Normally, I'd pan an episode (or at least whine about it) for focusing on a minor character rather than spending time on one of the underused major characters, but I think it works here. Any time that a major character has a chance to leave, particularly mid season, it is very hard to take seriously (see, for example, Virtuoso). But Icheb occupies a plot space between major character and background nobody where he could actually leave the show, and it would kind of matter. Additionally, the episode does a good job of tying his departure emotionally to Seven, so it doesn't just matter to Icheb what Icheb does.

Of course, Icheb's choice and Seven's mixed feelings open us up for one of those miserable Seven-Janeway debates. You know the ones I'm talking about: Janeway behaves condescendingly towards Seven, makes arguments that boil down to "I'm Janeway and I know what's best" and/or "individuality is the best because it is awesome." Other than the one from Latent Image, these debates have consistently been the conversations most devoid of intellectual merit on the entire show - made worse by Janeway's ability to always be right (again, except in Latent Image), meaning that everything Seven says will be thrown in her face by the end of the episode. To this episode's credit, some of Janeway's arguments aren't exclusively tautological, and Seven displays some excellent emotional maturity in her ability to recognize her own bias, so I'll give this part some leeway.

Icheb's dad is played by Mark Sheppard (Badger from Firefly, Romo "that lawyer guy" Lampkin from BSG), and boy is it weird to hear him without a cockney accent. In general, Icheb's parents do a good job of making the "boy, we sure wish you remembered us" scenes not that awkward. The process by which he becomes more enamored of leaving Voyager and the astrophysics that he loves, and begins to see a life for himself with his parents feels natural, but somewhat rushed. I was enjoying the episode well enough up until the 28 minute mark where they leave Icheb on the planet and you know something is going to go wrong. You know that all the subtleties of Icheb's choice are going to go out the window and we're going to find the dirty secret.

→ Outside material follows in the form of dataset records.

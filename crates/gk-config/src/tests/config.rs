use crate::Config;
use crate::tests::{EnvGuard, setup_config_dir};

use googletest::assert_that;
use googletest::prelude::{anything, contains_substring, eq, err, none, ok};
use serial_test::serial;

// =========================================================================
// Happy Path Tests
// =========================================================================

#[test]
#[serial]
fn given_no_config_file_when_load_then_ok_with_defaults() {
    // Given
    let (_temp, _dir) = setup_config_dir();

    // When
    let result = Config::load();

    // Then
    assert_that!(result, ok(anything()));
    let config = result.unwrap();
    assert_that!(config.bot.owner_id, eq(0));
    assert_that!(config.server.host, eq(crate::DEFAULT_HOST));
    assert_that!(config.server.port, eq(crate::DEFAULT_PORT));
    assert_that!(config.database.path, eq(crate::DEFAULT_DATABASE_FILENAME));
    assert_that!(config.logging.colored, eq(true));
    assert_that!(config.logging.file, none());
}

#[test]
#[serial]
fn given_valid_toml_file_when_load_then_ok_and_uses_toml_values() {
    // Given
    let (temp, _dir) = setup_config_dir();
    std::fs::write(
        temp.path().join("config.toml"),
        r#"
              [bot]
              owner_id = 5180

              [server]
              port = 9000
          "#,
    )
    .unwrap();

    // When
    let result = Config::load();

    // Then
    assert_that!(result, ok(anything()));
    let config = result.unwrap();
    assert_that!(config.bot.owner_id, eq(5180));
    assert_that!(config.server.port, eq(9000));
}

#[test]
#[serial]
fn given_env_var_and_toml_when_load_then_env_var_overrides_toml() {
    // Given
    let (temp, _dir) = setup_config_dir();
    std::fs::write(temp.path().join("config.toml"), "[server]\nport = 9000").unwrap();
    let _port_guard = EnvGuard::set("GK_SERVER_PORT", "8888");

    // When
    let config = Config::load().unwrap();

    // Then
    assert_that!(config.server.port, eq(8888));
}

#[test]
#[serial]
fn given_multiple_env_overrides_when_load_then_all_apply() {
    // Given
    let (_temp, _dir) = setup_config_dir();
    let _owner = EnvGuard::set("GK_BOT_OWNER_ID", "5180");
    let _host = EnvGuard::set("GK_SERVER_HOST", "0.0.0.0");
    let _colored = EnvGuard::set("GK_LOG_COLORED", "false");
    let _db = EnvGuard::set("GK_DATABASE_PATH", "users.db");

    // When
    let config = Config::load().unwrap();

    // Then
    assert_that!(config.bot.owner_id, eq(5180));
    assert_that!(config.server.host, eq("0.0.0.0"));
    assert_that!(config.logging.colored, eq(false));
    assert_that!(config.database.path, eq("users.db"));
}

#[test]
#[serial]
fn given_database_path_when_resolved_then_joined_to_config_dir() {
    // Given
    let (temp, _dir) = setup_config_dir();

    // When
    let config = Config::load().unwrap();
    let path = config.database_path().unwrap();

    // Then
    assert_that!(path, eq(&temp.path().join(crate::DEFAULT_DATABASE_FILENAME)));
}

// =========================================================================
// Edge Cases
// =========================================================================

#[test]
#[serial]
fn given_malformed_toml_when_load_then_error_mentions_file() {
    // Given
    let (temp, _dir) = setup_config_dir();
    std::fs::write(
        temp.path().join("config.toml"),
        "this is not valid toml {{{{",
    )
    .unwrap();

    // When
    let result = Config::load();

    // Then
    assert_that!(result, err(anything()));
    let err_msg = format!("{}", result.unwrap_err());
    assert_that!(err_msg, contains_substring("config.toml"));
}

#[test]
#[serial]
fn given_unknown_log_level_when_load_then_falls_back_to_default() {
    // Given
    let (temp, _dir) = setup_config_dir();
    std::fs::write(
        temp.path().join("config.toml"),
        "[logging]\nlevel = \"shouty\"",
    )
    .unwrap();

    // When
    let config = Config::load().unwrap();

    // Then
    assert_that!(*config.logging.level, eq(log::LevelFilter::Info));
}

Then I started thinking about how the conflict is kind of contrived to begin with. I mean, Borg engaging in raiding tactics? When, in the Voyager Borg cannon, have we heard of the Borg just taking what they want and leaving - essentially farming a society for technological advancements and going back to harvest periodically. Actually, now that I think about it, for the Voyager Borg, who don't develop new technology, this is a pretty great scheme. Keep the smart people unassimilated and just harvest their idea crops from time to time. I'm of two minds on the ending too. Icheb being the biological weapon that infected his ship, that's a pretty interesting idea, even if it undermines the whole first two thirds of the episode. But Voyager weaponized the pathogen in a couple of hours already, so the need to use a living, sentient host is kind of moot, but that is never addressed here. It all seems to be half-thought-out, and left me generally irritated.

Watchability: 3/5

Bottom Line: While it is generally a well-constructed frame of an episode, the details frustrated me more often than not. It isn't great, but it is never outright bad either, and it has good ideas but some of them feel accidental.